HOW TO COMPLETE THIS TASK - Make a tally of the lines in the records that include the string "engine", and give only that number.

== AVAILABLE DATA

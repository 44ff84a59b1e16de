//! Multi-client TCP chat server.
//!
//! Clients log in with a user id and password, then exchange broadcast and
//! whisper messages. Joins and departures are announced to everyone else.
//!
//! # Architecture
//!
//! - `engine`: listener, completion queue, worker pool and teardown
//! - `session`: per-connection state, receive ring and send queue
//! - `registry`: fixed session pool and authenticated-user directory
//! - `dispatcher`: packet reassembly and login/broadcast/whisper handling
//! - `store`: credentials, session tokens and online presence
//! - `config`: configuration loading and validation
//! - `server`: startup and signal handling
//!
//! # Example
//!
//! ```no_run
//! use switchboard_server::{Server, ServerConfig};
//!
//! #[tokio::main]
//! async fn main() -> anyhow::Result<()> {
//!     tracing_subscriber::fmt::init();
//!
//!     let config = ServerConfig::from_args();
//!     config.validate()?;
//!
//!     let server = Server::new(config)?;
//!     server.run().await?;
//!
//!     Ok(())
//! }
//! ```

#![warn(missing_docs)]
#![cfg_attr(test, allow(clippy::unwrap_used))]

pub mod config;
pub mod dispatcher;
pub mod engine;
pub mod error;
pub mod registry;
pub mod ring;
pub mod server;
pub mod session;
pub mod store;

#[cfg(test)]
mod test_utils;

pub use config::ServerConfig;
pub use dispatcher::PacketDispatcher;
pub use engine::{Completion, IoEngine};
pub use error::{
    ConfigError, FramingError, RegistryError, ServerError, SessionError, StoreError,
};
pub use registry::SessionRegistry;
pub use ring::RingBuffer;
pub use server::Server;
pub use session::{Departure, Link, Session, SessionLimits, SessionState};
pub use store::{CredentialStore, MemoryStore, UserRecord, generate_token, hash_password};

====

TASK RESULT - 3